Make your own dirt! Part 3
April 24, 2012 § 11 Comments
I’ve only had a compost bin for six days, but already I’m an expert. You may not believe this, but I actually checked out a book at the library about compost. I read it cover-to-cover, and can’t believe that:
A) Someone actually got paid to write a book that is essentially about garbage; and
B) People are waiting in line to check out a garbage-themed book from my local library.
The book is “Compost: The natural way to make food for your garden,” by Ken Thompson. It’s a great book, but if you buy it, you’ll have to hide it under your bed when people come over, because otherwise they’ll be saying things like, “You actually bought a book about garbage?” And then you’ll get all defensive, and find yourself defending your purchase of a book that talks about how to recycle your own hair and toenail clippings, when you never considered recycling your hair or toenail clippings at all; but now that you think of it…Hmmm…maybe you could start clipping your toenails over the compost bin.
Since I’m a big compost expert, here are my lessons learned. And before you start thinking that I have NO EXPERIENCE WHATSOEVER on the very important topic of composting, I’ll remind you that I did indeed read Ken Thompson’s book, and I also visited Dave’s mom many times, and she had a compost pile for many years, and I willingly went outside to throw garbage into her compost pile, and I also flipped it around a few times with a pitchfork. So, I’m an expert.
Here’s what I know:
Compost piles need just enough water…not too much, and not too little. Shrubbery clippings have too little water, and kitchen waste has too much. If your compost pile is mostly kitchen scraps. then you need to add a few shrubbery clippings, shredded paper, or torn-up cardboard to soak up the liquid.
An old plastic coffee can with a lid makes a terrific interim garbage pail. Keep it in your kitchen sink (lid on), and dump any compostable materials into it as you work. Once a day, walk it out to the compost bin, and toss the contents into the bin. On your way back into the house, you can rinse the coffee can out with water.
You don’t need a fancy bin from Walmart. Materials will compost perfectly well without a store-bought bin. A mass-produced bin is merely tidier.
Don’t compost animal products. To do so attracts vermin. Animal bedding, such as cedar shavings are fine, however.
It takes about 12 months, give or take a few, to break down discarded materials into compost. If you turn the compost often, the time will be much shorter. If you never turn the pile ever (that’s probably me), then the time will be much longer. Dave says his mom’s compost pile took at least a year to break down stubborn things like old newspapers.

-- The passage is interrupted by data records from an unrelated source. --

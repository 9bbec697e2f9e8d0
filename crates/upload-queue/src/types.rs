//! Data types for the upload queue.

use std::fmt;
use std::sync::Arc;
use std::time::Duration;

use futures_util::future::{BoxFuture, Shared};

/// Completion handle of a drain. Every caller of
/// [`UploadQueue::process_queue`](crate::UploadQueue::process_queue) during
/// the same run receives a clone of the same handle.
pub type DrainHandle = Shared<BoxFuture<'static, DrainOutcome>>;

/// Why a drain stopped before the queue was empty.
#[derive(Debug, Clone, Copy, PartialEq, Eq)]
pub enum HaltReason {
    /// The server rejected the supplied password.
    CredentialRejected,
    /// The server wants a password and none was supplied.
    CredentialRequired,
}

/// Summary of a fully drained run.
#[derive(Debug, Clone, PartialEq, Eq)]
pub struct DrainSummary {
    pub files_completed: usize,
    pub files_failed: usize,
    pub bytes_completed: u64,
    /// Server-assigned names of renamed files.
    pub renamed: Vec<String>,
    /// Human-readable completion notice.
    pub message: String,
}

/// How a drain ended.
#[derive(Debug, Clone, PartialEq, Eq)]
pub enum DrainOutcome {
    /// Nothing was pending.
    Idle,
    /// Every pending file was processed.
    Drained(DrainSummary),
    /// A credential error stopped the run; remaining files stay pending.
    Halted(HaltReason),
    /// [`UploadQueue::cancel`](crate::UploadQueue::cancel) stopped the run.
    Cancelled,
    /// The drain task itself died.
    Aborted(String),
}

/// Event emitted while the queue drains.
#[derive(Debug, Clone, PartialEq)]
pub enum QueueEvent {
    FileStarted {
        name: String,
        size: u64,
    },
    /// Progress of the current file plus the byte-weighted run percentage.
    Progress {
        name: String,
        loaded: u64,
        size: u64,
        overall_percent: f64,
    },
    FileCompleted {
        name: String,
        stored_as: String,
        renamed: bool,
    },
    /// The file was skipped; the drain continues.
    FileFailed {
        name: String,
        error: String,
    },
    CredentialRejected,
    CredentialRequired,
    DrainCompleted(DrainSummary),
    Cancelled,
}

/// Point-in-time view of the queue for rendering.
#[derive(Debug, Clone, PartialEq)]
pub struct TransferSnapshot {
    pub uploading: bool,
    pub pending: usize,
    pub total_files: usize,
    pub total_bytes: u64,
    pub files_completed: usize,
    pub bytes_completed: u64,
    pub files_failed: usize,
    pub current_file: Option<String>,
    pub current_loaded: u64,
    pub current_size: u64,
    /// Byte-weighted run progress in percent.
    pub percent: f64,
    /// Smoothed speed in bytes/second, 0 when idle.
    pub bytes_per_second: f64,
    /// `None` when idle or while the speed is still unknown.
    pub eta: Option<Duration>,
    pub renamed: Vec<String>,
    pub status: String,
}

/// Returns the password for the next file, or `None`.
pub type CredentialFn = Arc<dyn Fn() -> Option<String> + Send + Sync>;

/// Called when a credential error halts the drain.
pub type CredentialPromptFn = Arc<dyn Fn(HaltReason) + Send + Sync>;

/// Called once the queue has drained, before the completion notice.
pub type RefreshFn = Arc<dyn Fn() + Send + Sync>;

/// Caller hooks for one drain.
///
/// The credential accessor is asked once per file and its answer is never
/// cached.
#[derive(Clone, Default)]
pub struct DrainParams {
    pub credential: Option<CredentialFn>,
    pub on_credential_prompt: Option<CredentialPromptFn>,
    pub on_refresh: Option<RefreshFn>,
}

impl DrainParams {
    pub fn new() -> Self {
        Self::default()
    }

    pub fn with_credential(
        mut self,
        credential: impl Fn() -> Option<String> + Send + Sync + 'static,
    ) -> Self {
        self.credential = Some(Arc::new(credential));
        self
    }

    pub fn on_credential_prompt(
        mut self,
        hook: impl Fn(HaltReason) + Send + Sync + 'static,
    ) -> Self {
        self.on_credential_prompt = Some(Arc::new(hook));
        self
    }

    pub fn on_refresh(mut self, hook: impl Fn() + Send + Sync + 'static) -> Self {
        self.on_refresh = Some(Arc::new(hook));
        self
    }

    pub(crate) fn credential(&self) -> Option<String> {
        self.credential
            .as_ref()
            .and_then(|get| get())
            .filter(|password| !password.is_empty())
    }

    pub(crate) fn prompt(&self, reason: HaltReason) {
        if let Some(hook) = &self.on_credential_prompt {
            hook(reason);
        }
    }

    pub(crate) fn refresh(&self) {
        if let Some(hook) = &self.on_refresh {
            hook();
        }
    }
}

impl fmt::Debug for DrainParams {
    fn fmt(&self, f: &mut fmt::Formatter<'_>) -> fmt::Result {
        f.debug_struct("DrainParams")
            .field("credential", &self.credential.is_some())
            .field("on_credential_prompt", &self.on_credential_prompt.is_some())
            .field("on_refresh", &self.on_refresh.is_some())
            .finish()
    }
}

A compost pile doesn’t need to be in a fancy enclosed container. Although it doesn’t look very attractive, you can just lay the material on the ground if you lack a better solution. Alternatively, you can build a simple wooden enclosure in your back yard, and place your material in there. When the enclosure gets full, just build another one next to it, and begin filling it.
Some sort of cover for your compost helps the material retain heat and prevents the surface from drying out. Ken Thompson suggests using a few boards, or a piece of old carpet as a lid.
You can add activators to add nitrogen and increase the speed your materials will compost. Activators include ammonium sulfate, lime, and chicken manure. Ken Thompson says human urine also works, but I think I’ll avoid that route even though Dave has DARED me to pee on the compost pile.
Paper is a terrific compost item. Such things as used tissues, shredded bank statements, toilet paper tubes, and cardboard egg cartons are easily composted.
Three parts soft green waste, partnered with one part woody waste makes the ideal compost.